2025-11-13T13:37:11.114102

Exploring Distributed Vector Databases Performance on HPC Platforms: A Study with Qdrant

Ockerman, Gueroudji, Oh et al.

Vector databases have rapidly grown in popularity, enabling efficient similarity search over data such as text, images, and video. They now play a central role in modern AI workflows, aiding large language models by grounding model outputs in external literature through retrieval-augmented generation. Despite their importance, little is known about the performance characteristics of vector databases in high-performance computing (HPC) systems that drive large-scale science.
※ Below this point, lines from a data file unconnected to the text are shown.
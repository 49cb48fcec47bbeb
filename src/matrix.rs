//! Square matrices over the integers and over the prime field.
//!
//! A [`SquareMatrix`] is validated on construction: every row must have as
//! many entries as there are rows.  Integer matrix-vector products accumulate
//! in `i128` with checked arithmetic; field products reduce after every step.

use crate::error::{EngineError, Result};
use crate::Field;

/// An `n × n` matrix stored row-major.
#[derive(Debug, Clone, PartialEq, Eq)]
pub struct SquareMatrix<T> {
    n: usize,
    rows: Vec<Vec<T>>,
}

/// Integer matrix consumed by the Freivalds verifier.
pub type IntMatrix = SquareMatrix<i64>;

/// Matrix of canonical field elements consumed by the determinant engine.
pub type FieldMatrix = SquareMatrix<u64>;

impl<T> SquareMatrix<T> {
    /// Builds a matrix from its rows.
    ///
    /// # Errors
    ///
    /// Returns [`EngineError::RaggedMatrix`] if any row length differs from
    /// the number of rows.
    pub fn from_rows(rows: Vec<Vec<T>>) -> Result<Self> {
        let n = rows.len();
        if let Some((row, r)) = rows.iter().enumerate().find(|(_, r)| r.len() != n) {
            return Err(EngineError::RaggedMatrix {
                row,
                expected: n,
                actual: r.len(),
            });
        }
        Ok(Self { n, rows })
    }

    /// Builds a matrix by evaluating `f(i, j)` for every entry.
    pub fn from_fn(n: usize, mut f: impl FnMut(usize, usize) -> T) -> Self {
        let rows = (0..n).map(|i| (0..n).map(|j| f(i, j)).collect()).collect();
        Self { n, rows }
    }

    /// Returns the dimension `n`.
    pub fn dimension(&self) -> usize {
        self.n
    }

    /// Returns `true` for the `0 × 0` matrix.
    pub fn is_empty(&self) -> bool {
        self.n == 0
    }

    /// Returns all rows.
    pub fn rows(&self) -> &[Vec<T>] {
        &self.rows
    }

    /// Returns row `i`.
    pub fn row(&self, i: usize) -> &[T] {
        &self.rows[i]
    }

    /// Returns the entry at `(i, j)`.
    pub fn get(&self, i: usize, j: usize) -> &T {
        &self.rows[i][j]
    }

    /// Consumes the matrix and returns its rows.
    pub fn into_rows(self) -> Vec<Vec<T>> {
        self.rows
    }

    pub(crate) fn rows_mut(&mut self) -> &mut [Vec<T>] {
        &mut self.rows
    }

    /// Fails with [`EngineError::DimensionMismatch`] unless `other` has the
    /// same dimension.
    pub fn ensure_same_dimension<U>(&self, other: &SquareMatrix<U>) -> Result<()> {
        if self.n != other.n {
            return Err(EngineError::DimensionMismatch {
                expected: self.n,
                actual: other.n,
            });
        }
        Ok(())
    }

    fn ensure_vector_len(&self, len: usize) -> Result<()> {
        if len != self.n {
            return Err(EngineError::DimensionMismatch {
                expected: self.n,
                actual: len,
            });
        }
        Ok(())
    }
}

impl SquareMatrix<i64> {
    /// Computes `M·v` over the integers without overflow.
    ///
    /// # Errors
    ///
    /// [`EngineError::DimensionMismatch`] if `v` has the wrong length, and
    /// [`EngineError::ArithmeticOverflow`] if an accumulator leaves `i128`.
    pub fn mul_vec(&self, v: &[i128]) -> Result<Vec<i128>> {
        self.ensure_vector_len(v.len())?;
        self.rows
            .iter()
            .map(|row| {
                row.iter().zip(v).try_fold(0i128, |acc, (&m, &x)| {
                    (m as i128)
                        .checked_mul(x)
                        .and_then(|t| acc.checked_add(t))
                        .ok_or(EngineError::ArithmeticOverflow)
                })
            })
            .collect()
    }

    /// Computes the full product `self · other` in `O(n³)`.
    ///
    /// Used as ground truth; the verifiers never form a product.
    pub fn multiply(&self, other: &Self) -> Result<Self> {
        self.ensure_same_dimension(other)?;
        let n = self.n;
        let mut rows = Vec::with_capacity(n);
        for i in 0..n {
            let mut row = Vec::with_capacity(n);
            for j in 0..n {
                let mut acc = 0i64;
                for k in 0..n {
                    acc = self.rows[i][k]
                        .checked_mul(other.rows[k][j])
                        .and_then(|t| acc.checked_add(t))
                        .ok_or(EngineError::ArithmeticOverflow)?;
                }
                row.push(acc);
            }
            rows.push(row);
        }
        Ok(Self { n, rows })
    }

    /// Reduces every entry into the field, lifting negatives by `p`.
    pub fn to_field(&self, field: &Field) -> FieldMatrix {
        SquareMatrix::from_fn(self.n, |i, j| field.from_signed(self.rows[i][j]))
    }
}

impl SquareMatrix<u64> {
    /// The `n × n` identity over the field.
    pub fn identity(n: usize) -> Self {
        SquareMatrix::from_fn(n, |i, j| u64::from(i == j))
    }

    /// Computes `M·v` modulo `p`.
    pub fn mul_vec_mod(&self, field: &Field, v: &[u64]) -> Result<Vec<u64>> {
        self.ensure_vector_len(v.len())?;
        Ok(self
            .rows
            .iter()
            .map(|row| {
                row.iter()
                    .zip(v)
                    .fold(0u64, |acc, (&m, &x)| field.add(acc, field.mul(m, x)))
            })
            .collect())
    }

    /// Computes `self · other` modulo `p`.
    pub fn multiply_mod(&self, field: &Field, other: &Self) -> Result<Self> {
        self.ensure_same_dimension(other)?;
        Ok(SquareMatrix::from_fn(self.n, |i, j| {
            (0..self.n).fold(0u64, |acc, k| {
                field.add(acc, field.mul(self.rows[i][k], other.rows[k][j]))
            })
        }))
    }

    /// Computes `self − other` entrywise modulo `p`.
    pub fn sub_mod(&self, field: &Field, other: &Self) -> Result<Self> {
        self.ensure_same_dimension(other)?;
        Ok(SquareMatrix::from_fn(self.n, |i, j| {
            field.sub(self.rows[i][j], other.rows[i][j])
        }))
    }
}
This work presents an empirical study of distributed vector database performance on the Polaris supercomputer in the Argonne Leadership Computing Facility. We construct a realistic biological-text workload from BV-BRC and generate embeddings from the peS2o corpus using Qwen3-Embedding-4B. We select Qdrant to evaluate insertion, index construction, and query latency with up to 32 workers. Informed by practical lessons from our experience, this work takes a first step toward characterizing vector database performance on HPC platforms to guide future research and optimization.

academic

Exploring Distributed Vector Databases Performance on HPC Platforms: A Study with Qdrant

Basic Information

Paper ID: 2509.12384
Title: Exploring Distributed Vector Databases Performance on HPC Platforms: A Study with Qdrant
Authors: Seth Ockerman, Amal Gueroudji, Song Young Oh, Robert Underwood, Nicholas Chia, Kyle Chard, Robert Ross, Shivaram Venkataraman
Classification: cs.DC cs.DB
Publication Venue/Conference: SC'25 Workshop Frontiers in Generative AI for HPC Science and Engineering: Foundations, Challenges, and Opportunities
Paper Link: https://arxiv.org/abs/2509.12384

Abstract

Vector databases play a central role in modern AI workflows, particularly in Retrieval-Augmented Generation (RAG) systems, which enhance large language model performance by associating model outputs with external literature. Despite the growing importance of vector databases in AI applications, their performance characteristics on High-Performance Computing (HPC) systems remain poorly understood. This study presents an empirical evaluation of the distributed vector database Qdrant on the Polaris supercomputer at Argonne National Laboratory. The research constructs realistic biological text workloads based on BV-BRC, generates embedding vectors using the Qwen3-Embedding-4B model, and evaluates insertion, index construction, and query performance across up to 32 worker nodes.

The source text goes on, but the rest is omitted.